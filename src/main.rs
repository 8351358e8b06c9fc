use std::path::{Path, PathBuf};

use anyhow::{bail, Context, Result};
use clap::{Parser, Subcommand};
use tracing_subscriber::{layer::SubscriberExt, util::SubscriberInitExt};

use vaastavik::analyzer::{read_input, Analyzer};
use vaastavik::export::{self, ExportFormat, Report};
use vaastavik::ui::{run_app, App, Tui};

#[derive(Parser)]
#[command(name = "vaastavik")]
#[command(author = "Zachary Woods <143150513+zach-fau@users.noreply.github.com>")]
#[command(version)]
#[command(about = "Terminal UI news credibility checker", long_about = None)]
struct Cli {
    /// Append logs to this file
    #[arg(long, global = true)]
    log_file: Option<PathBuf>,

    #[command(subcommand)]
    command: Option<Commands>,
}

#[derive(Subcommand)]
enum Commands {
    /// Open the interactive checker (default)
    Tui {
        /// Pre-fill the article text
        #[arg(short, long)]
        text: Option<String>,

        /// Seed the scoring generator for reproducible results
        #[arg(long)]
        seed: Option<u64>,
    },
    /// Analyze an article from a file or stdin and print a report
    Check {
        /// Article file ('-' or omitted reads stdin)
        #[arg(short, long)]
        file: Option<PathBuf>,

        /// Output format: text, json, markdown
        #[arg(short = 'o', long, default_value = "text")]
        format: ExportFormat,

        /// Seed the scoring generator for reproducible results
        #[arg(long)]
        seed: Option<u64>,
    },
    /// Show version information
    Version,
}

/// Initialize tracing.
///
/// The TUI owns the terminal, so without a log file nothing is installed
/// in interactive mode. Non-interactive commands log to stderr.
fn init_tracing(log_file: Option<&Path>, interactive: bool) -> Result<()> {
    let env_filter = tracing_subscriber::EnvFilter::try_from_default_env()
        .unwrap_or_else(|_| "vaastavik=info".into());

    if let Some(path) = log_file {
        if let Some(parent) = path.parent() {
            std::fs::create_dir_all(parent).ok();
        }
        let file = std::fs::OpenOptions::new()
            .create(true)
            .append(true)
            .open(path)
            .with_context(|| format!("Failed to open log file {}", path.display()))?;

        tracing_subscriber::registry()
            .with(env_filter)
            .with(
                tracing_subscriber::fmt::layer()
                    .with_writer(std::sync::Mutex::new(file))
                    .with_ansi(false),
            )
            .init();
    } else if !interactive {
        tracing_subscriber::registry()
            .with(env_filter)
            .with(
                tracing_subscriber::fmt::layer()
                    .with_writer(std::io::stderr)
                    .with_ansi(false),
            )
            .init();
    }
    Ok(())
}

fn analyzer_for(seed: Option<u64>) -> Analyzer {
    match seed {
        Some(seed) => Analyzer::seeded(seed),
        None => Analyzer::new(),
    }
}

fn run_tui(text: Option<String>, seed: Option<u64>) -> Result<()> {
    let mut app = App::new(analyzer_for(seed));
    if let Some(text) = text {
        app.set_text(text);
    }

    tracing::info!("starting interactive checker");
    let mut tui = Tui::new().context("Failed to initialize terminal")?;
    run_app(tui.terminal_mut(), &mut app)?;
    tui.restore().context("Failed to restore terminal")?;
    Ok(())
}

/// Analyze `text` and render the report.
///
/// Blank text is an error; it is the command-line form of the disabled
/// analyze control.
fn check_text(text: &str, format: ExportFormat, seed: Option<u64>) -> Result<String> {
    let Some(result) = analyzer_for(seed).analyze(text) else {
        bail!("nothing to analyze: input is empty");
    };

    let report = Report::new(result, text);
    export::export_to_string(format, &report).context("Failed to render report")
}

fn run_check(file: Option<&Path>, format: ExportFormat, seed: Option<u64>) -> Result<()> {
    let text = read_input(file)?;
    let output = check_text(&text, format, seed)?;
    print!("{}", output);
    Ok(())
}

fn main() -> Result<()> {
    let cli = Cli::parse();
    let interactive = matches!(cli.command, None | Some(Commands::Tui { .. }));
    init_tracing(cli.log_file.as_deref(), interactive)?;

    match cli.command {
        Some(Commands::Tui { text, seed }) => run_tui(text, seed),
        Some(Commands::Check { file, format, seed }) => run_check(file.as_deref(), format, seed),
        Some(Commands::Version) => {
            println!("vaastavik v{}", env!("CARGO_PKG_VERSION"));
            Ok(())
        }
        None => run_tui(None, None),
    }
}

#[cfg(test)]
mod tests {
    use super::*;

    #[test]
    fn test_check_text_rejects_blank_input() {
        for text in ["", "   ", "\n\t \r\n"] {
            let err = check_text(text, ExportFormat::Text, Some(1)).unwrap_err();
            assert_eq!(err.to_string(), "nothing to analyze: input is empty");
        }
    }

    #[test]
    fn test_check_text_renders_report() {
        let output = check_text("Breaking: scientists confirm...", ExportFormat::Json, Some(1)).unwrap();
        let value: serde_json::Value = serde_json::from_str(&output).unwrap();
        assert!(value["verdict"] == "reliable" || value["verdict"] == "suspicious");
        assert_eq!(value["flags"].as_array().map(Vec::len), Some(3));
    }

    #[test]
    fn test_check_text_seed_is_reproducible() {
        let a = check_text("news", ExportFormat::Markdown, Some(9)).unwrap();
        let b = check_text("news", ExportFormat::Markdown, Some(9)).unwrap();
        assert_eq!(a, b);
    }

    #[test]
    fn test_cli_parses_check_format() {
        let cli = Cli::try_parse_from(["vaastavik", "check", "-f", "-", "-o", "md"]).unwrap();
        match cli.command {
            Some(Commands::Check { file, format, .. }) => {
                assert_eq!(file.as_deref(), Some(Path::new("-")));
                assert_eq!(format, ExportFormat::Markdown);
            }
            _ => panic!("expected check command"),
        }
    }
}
__________________________________________________
## Exercise description
Report how many lines in the data include the word "PathBuf". Nothing else is needed.

## Result for this task
3